Patients don’t seem to know where to get their information, and they have been turning to increasingly bizarre sources. For the poorest, who have had so much trouble accessing care, I cannot blame them for not knowing whom to trust. I post what I know on Twitter and Facebook, but I know I’m no match for cynical social media algorithms.

Testing was still not available at my clinic the first week of March, and it remains largely unavailable throughout much of the country. We have lost weeks of opportunity to contain this. Luckily, on March 4, the University of Washington was finally allowed to use their homegrown test and bypass the limited supply from the CDC. But our capacity at UW is still limited, and the test remained unavailable to the majority of those potentially showing symptoms until March 9.

I am used to being less worried than my patients. I am used to reassuring them. But over the first week of March, I had an eerie sense that my alarm far outstripped theirs. I got relatively few questions about coronavirus, even as the number of cases continued to rise. It wasn’t until the end of the week that I noticed a few were truly fearful. Patients started stealing the gloves and the hand sanitizer, and we had to zealously guard them. My hands are raw from washing.

Throughout this time, I have been grateful for a centralized drive with clear protocols. I am grateful for clear messages at the beginning and end of the day from our CEO. I hope that other clinics model this and have daily in-person meetings, because too much cannot be conveyed in an email when the situation changes hourly.

But our health system nationally was already stretched thin before, and providers have sacrificed a lot, especially in the most critical settings, to provide decent patient care. Now we are asked to risk our health and safety, and our family’s, and I worry about the erosion of trust and work conditions for those on the front lines. I also worry our patients won’t believe us when we have allowed the costs of care to continue to rise and ruin their lives.
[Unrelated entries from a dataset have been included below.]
fn tokenize(src: &str) -> Result<Vec<Token>, XPathError> {
    let chars: Vec<char> = src.chars().collect();
    let mut tokens = Vec::new();
    let mut i = 0;
    let peek = |i: usize| chars.get(i).copied();

    while i < chars.len() {
        let c = chars[i];
        match c {
            ' ' | '\t' | '\r' | '\n' => i += 1,
            '/' if peek(i + 1) == Some('/') => {
                tokens.push(Token::DoubleSlash);
                i += 2;
            }
            '/' => {
                tokens.push(Token::Slash);
                i += 1;
            }
            '[' => {
                tokens.push(Token::LBracket);
                i += 1;
            }
            ']' => {
                tokens.push(Token::RBracket);
                i += 1;
            }
            '(' => {
                tokens.push(Token::LParen);
                i += 1;
            }
            ')' => {
                tokens.push(Token::RParen);
                i += 1;
            }
            '@' => {
                tokens.push(Token::At);
                i += 1;
            }
            ',' => {
                tokens.push(Token::Comma);
                i += 1;
            }
            '|' => {
                tokens.push(Token::Pipe);
                i += 1;
            }
            '*' => {
                tokens.push(Token::Star);
                i += 1;
            }
            '-' => {
                tokens.push(Token::Minus);
                i += 1;
            }
            '=' => {
                tokens.push(Token::Cmp(CmpOp::Eq));
                i += 1;
            }
            '!' if peek(i + 1) == Some('=') => {
                tokens.push(Token::Cmp(CmpOp::Neq));
                i += 2;
            }
            '<' | '>' => {
                let or_equal = peek(i + 1) == Some('=');
                let op = match (c, or_equal) {
                    ('<', false) => CmpOp::Lt,
                    ('<', true) => CmpOp::Le,
                    ('>', false) => CmpOp::Gt,
                    _ => CmpOp::Ge,
                };
                tokens.push(Token::Cmp(op));
                i += if or_equal { 2 } else { 1 };
            }
            '"' | '\'' => {
                let end = chars[i + 1..]
                    .iter()
                    .position(|&q| q == c)
                    .ok_or(XPathError::UnterminatedLiteral)?;
                tokens.push(Token::Literal(chars[i + 1..i + 1 + end].iter().collect()));
                i += end + 2;
            }
            '.' if peek(i + 1) == Some('.') => {
                tokens.push(Token::DotDot);
                i += 2;
            }
            '.' if !peek(i + 1).is_some_and(|n| n.is_ascii_digit()) => {
                tokens.push(Token::Dot);
                i += 1;
            }
            c if c.is_ascii_digit() || c == '.' => {
                let start = i;
                while i < chars.len() && (chars[i].is_ascii_digit() || chars[i] == '.') {
                    i += 1;
                }
                let text: String = chars[start..i].iter().collect();
                let number = text
                    .parse::<f64>()
                    .map_err(|_| XPathError::UnexpectedToken(text.clone()))?;
                tokens.push(Token::Number(number));
            }
            c if is_name_start(c) => {
                let start = i;
                while i < chars.len() && is_name_char(chars[i]) {
                    i += 1;
                }
                let mut name: String = chars[start..i].iter().collect();
                if peek(i) == Some(':') && peek(i + 1) == Some(':') {
                    tokens.push(Token::AxisName(name));
                    i += 2;
                    continue;
                }
                if peek(i) == Some(':') {
                    match peek(i + 1) {
                        Some('*') => {
                            name.push_str(":*");
                            i += 2;
                        }
                        Some(n) if is_name_start(n) => {
                            let local_start = i + 1;
                            i += 1;
                            while i < chars.len() && is_name_char(chars[i]) {
                                i += 1;
                            }
                            name.push(':');
                            name.extend(&chars[local_start..i]);
                        }
                        _ => return Err(XPathError::UnexpectedChar(':', i)),
                    }
                }
                tokens.push(Token::Name(name));
            }
            other => return Err(XPathError::UnexpectedChar(other, i)),
        }
    }
    Ok(tokens)
}

#[derive(Debug, Clone, Copy, PartialEq, Eq)]
enum Axis {
    Child,
    Descendant,
    DescendantOrSelf,
    Parent,
    Ancestor,
    AncestorOrSelf,
    SelfAxis,
    Attribute,
    FollowingSibling,
    PrecedingSibling,
}

impl Axis {
    fn from_name(name: &str) -> Result<Self, XPathError> {
        Ok(match name {
            "child" => Axis::Child,
            "descendant" => Axis::Descendant,
            "descendant-or-self" => Axis::DescendantOrSelf,
            "parent" => Axis::Parent,
            "ancestor" => Axis::Ancestor,
            "ancestor-or-self" => Axis::AncestorOrSelf,
            "self" => Axis::SelfAxis,
            "attribute" => Axis::Attribute,
            "following-sibling" => Axis::FollowingSibling,
            "preceding-sibling" => Axis::PrecedingSibling,
            other => return Err(XPathError::UnknownAxis(other.to_string())),
        })
    }
}

#[derive(Debug, Clone, PartialEq)]
enum NodeTest {
    Name(QName),
    Wildcard,
    PrefixWildcard(String),
    Text,
    Node,
}
use anyhow::Result;
use clap::Parser;
use feed_source::cli::{run, Cli};

#[tokio::main]
async fn main() -> Result<()> {
    // Load environment
    dotenvy::dotenv().ok();

    // Logs go to stderr; stdout carries the rows.
    tracing_subscriber::fmt()
        .with_writer(std::io::stderr)
        .init();
    tracing::info!("CLI application startup: tracing initialised, environment loaded");

    let cli = Cli::parse();
    let mut stdout = std::io::stdout().lock();
    let result = run(cli, &mut stdout).await;
    match &result {
        Ok(_) => tracing::info!("CLI completed successfully"),
        Err(e) => tracing::error!(error = %e, "CLI exited with error"),
    }
    result
}
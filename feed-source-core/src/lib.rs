#![doc = "feed-source-core: data parsers and pagination for JSON and XML feeds."]

//! This crate turns paginated JSON and XML feeds into flat rows for an
//! import pipeline. Fetching is abstracted behind [`contract::DataFetcher`];
//! everything else lives here.
//!
//! # Usage
//! Build a [`config::ParserConfig`] (usually from a [`config::SourceConfig`]),
//! create a parser with [`parser::create`] and drive it with
//! [`source::DataSource`].

pub mod config;
pub mod contract;
pub mod error;
pub mod fetcher;
pub mod pager;
pub mod parser;
pub mod row;
pub mod selector;
pub mod source;
pub mod xml;
/// `load_config` module: reads the YAML source definition the CLI runs against.
///
/// The file holds a single `source` section in the shape of
/// [`SourceConfig`]. Header values may reference environment variables as
/// `${NAME}`, so tokens stay out of the file; they are expanded here, after
/// `.env` has been loaded by `main`.
///
/// # Errors
/// Every failure is an `anyhow::Error` naming the config path and is surfaced
/// at the CLI boundary.
use anyhow::{anyhow, Context, Result};
use feed_source_core::config::SourceConfig;
use serde::Deserialize;
use std::fs;
use std::path::Path;
use tracing::{error, info};

#[derive(Debug, Deserialize)]
pub struct CliConfig {
    pub source: SourceConfig,
}

/// Loads and validates the config file at `path`.
pub fn load_config<P: AsRef<Path>>(path: P) -> Result<CliConfig> {
    let path_ref = path.as_ref();
    info!(config_path = ?path_ref, "Loading configuration from file");

    let config_content = match fs::read_to_string(path_ref) {
        Ok(content) => content,
        Err(e) => {
            error!(error = ?e, config_path = ?path_ref, "Failed to read config file");
            return Err(anyhow!("Failed to read config file {:?}: {}", path_ref, e));
        }
    };

    let mut config: CliConfig = match serde_yaml::from_str(&config_content) {
        Ok(conf) => {
            info!(config_path = ?path_ref, "Parsed config YAML successfully");
            conf
        }
        Err(e) => {
            error!(error = ?e, config_path = ?path_ref, "Failed to parse config YAML");
            return Err(anyhow!("Failed to parse config YAML {:?}: {e}", path_ref));
        }
    };

    for (name, value) in config.source.headers.iter_mut() {
        *value = expand_env(value)
            .with_context(|| format!("header `{name}` in {}", path_ref.display()))?;
    }

    config
        .source
        .parser_config()
        .with_context(|| format!("Invalid source in {}", path_ref.display()))?;

    Ok(config)
}

/// Replaces every `${NAME}` in `value` with the environment variable `NAME`.
pub fn expand_env(value: &str) -> Result<String> {
    let mut out = String::with_capacity(value.len());
    let mut rest = value;
    while let Some(start) = rest.find("${") {
        out.push_str(&rest[..start]);
        let after = &rest[start + 2..];
        let end = after
            .find('}')
            .ok_or_else(|| anyhow!("unterminated `${{` in `{value}`"))?;
        let name = &after[..end];
        let resolved = std::env::var(name)
            .with_context(|| format!("environment variable {name} is not set"))?;
        out.push_str(&resolved);
        rest = &after[end + 1..];
    }
    out.push_str(rest);
    Ok(out)
}
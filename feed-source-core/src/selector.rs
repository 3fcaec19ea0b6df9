//! Field selector resolution shared by all parsers.

use serde_json::Value;
use tracing::debug;

use crate::config::FieldSelector;
use crate::error::ConfigError;
use crate::row::{FieldValue, Row};
use crate::xml::{NamespaceRegistry, XPath, XPathMatch, XmlElement};

/// Walks `value` along `/`-separated keys. Array steps take numeric keys.
/// `None` as soon as a key is missing or a step lands on a scalar.
pub fn descend<'a>(value: &'a Value, path: &str) -> Option<&'a Value> {
    let path = path.trim_matches('/');
    if path.is_empty() {
        return Some(value);
    }
    path.split('/').try_fold(value, |current, key| match current {
        Value::Object(map) => map.get(key),
        Value::Array(items) => key.parse::<usize>().ok().and_then(|i| items.get(i)),
        _ => None,
    })
}

/// Resolves every field against one JSON item. A selector that misses
/// yields an empty string.
pub fn resolve_json(item: &Value, fields: &[FieldSelector]) -> Row {
    fields
        .iter()
        .map(|field| {
            let value = match descend(item, &field.selector) {
                Some(found) => found.clone(),
                None => {
                    debug!(field = %field.name, selector = %field.selector, "JSON selector missed");
                    Value::String(String::new())
                }
            };
            (field.name.clone(), FieldValue::Json(value))
        })
        .collect()
}

/// Flattens one XPath match: an element with no text of its own but with
/// child elements stays a sub-tree, everything else becomes text.
pub fn flatten_match(found: XPathMatch) -> FieldValue {
    match found {
        XPathMatch::Element(element) => flatten_element(element),
        XPathMatch::Attribute { value, .. } => FieldValue::Text(value),
        XPathMatch::Text(text) => FieldValue::Text(text),
    }
}

pub fn flatten_element(element: XmlElement) -> FieldValue {
    let text = element.text();
    if element.has_children() && text.trim().is_empty() {
        FieldValue::Element(element)
    } else {
        FieldValue::Text(text)
    }
}

/// A field selector compiled for XML parsers.
#[derive(Debug, Clone)]
pub struct CompiledField {
    pub name: String,
    pub selector: String,
    pub kind: CompiledSelector,
}

#[derive(Debug, Clone)]
pub enum CompiledSelector {
    XPath(XPath),
    Ancestor(AncestorRef),
}

impl CompiledField {
    /// Compiles every selector. With `ancestors` set, `../name` selectors are
    /// kept as ancestor references instead of XPath.
    pub fn compile_all(
        fields: &[FieldSelector],
        ancestors: bool,
    ) -> Result<Vec<CompiledField>, ConfigError> {
        fields
            .iter()
            .map(|field| {
                let kind = match AncestorRef::parse(&field.selector) {
                    Some(ancestor) if ancestors => CompiledSelector::Ancestor(ancestor),
                    _ => CompiledSelector::XPath(XPath::compile(&field.selector).map_err(
                        |source| ConfigError::InvalidFieldSelector {
                            field: field.name.clone(),
                            selector: field.selector.clone(),
                            source,
                        },
                    )?),
                };
                Ok(CompiledField {
                    name: field.name.clone(),
                    selector: field.selector.clone(),
                    kind,
                })
            })
            .collect()
    }
}

/// Evaluates `xpath` relative to `element` and flattens the matches.
/// Evaluation failures count as misses.
pub fn select_values(
    element: &XmlElement,
    xpath: &XPath,
    namespaces: &NamespaceRegistry,
) -> Vec<FieldValue> {
    match xpath.select(element, namespaces) {
        Ok(found) => found.into_iter().map(flatten_match).collect(),
        Err(err) => {
            debug!(selector = %xpath.as_str(), error = %err, "XPath evaluation failed");
            Vec::new()
        }
    }
}

/// Resolves every XPath field relative to `element`. Ancestor references
/// are left for the caller.
pub fn resolve_xpath(
    element: &XmlElement,
    fields: &[CompiledField],
    namespaces: &NamespaceRegistry,
) -> Row {
    let mut row = Row::new();
    for field in fields {
        if let CompiledSelector::XPath(xpath) = &field.kind {
            insert_collapsed(&mut row, &field.name, select_values(element, xpath, namespaces));
        }
    }
    row
}

/// Inserts `values` into `row` under `name`, collapsing a single value. No
/// values leave the field absent.
pub fn insert_collapsed(row: &mut Row, name: &str, values: Vec<FieldValue>) {
    match FieldValue::from_matches(values) {
        Some(value) => row.insert(name, value),
        None => debug!(field = %name, "Selector matched nothing"),
    }
}

/// A `../name` or `..\name` selector pointing outside the matched item.
#[derive(Debug, Clone, PartialEq, Eq)]
pub struct AncestorRef {
    pub levels_up: usize,
    pub name: String,
}

impl AncestorRef {
    pub fn parse(selector: &str) -> Option<Self> {
        let prefix = ["../", "..\\"]
            .into_iter()
            .find(|prefix| selector.starts_with(prefix))?;
        Some(AncestorRef {
            levels_up: selector.matches(prefix).count(),
            name: selector.replace(prefix, ""),
        })
    }
}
I worry about the millions of people without doctors to call because they have no insurance, and because so many primary care physicians have left unsustainable jobs.

I am grateful that few of my colleagues have been sick and that those that were called out. I am grateful for the new nurse practitioners in our clinic who took the lion’s share of possibly affected patients and triaged hundreds of phone calls, creating note and message templates that we all use. I am grateful that my clinic manager insisted on doing a drill with all the staff members.

I am grateful that we were reminded that we are a team and that if the call center and cleaning crews and front desk are excluded, then our protocols are useless. I am grateful that our registered nurses quickly shifted to triage. I am grateful that I have testing available.

This week, for the first time since I started working, multiple patients asked how I am doing and expressed their thanks. I am most grateful for them.

I can’t tell you what to do or what is going to happen, but I can tell you that you need to prepare now. You need to run drills and catch the holes in your plans before the pandemic reaches you. You need to be creative and honest about the flaws in your organization that this pandemic will inevitably expose. You need to meet with your team every day and remember that we are all going to be stretched even thinner than before.

Most of us will get through this, but many of us won’t. And for those who do, we need to be honest about our successes and failures. We need to build a system that can do better next time. Because this is not the last pandemic we will face.
 

Dr. Elisabeth Poorman is a general internist at a University of Washington neighborhood clinic in Kent. She completed her residency at Cambridge (Mass.) Health Alliance and specializes in addiction medicine. She also serves on the editorial advisory board of Internal Medicine News.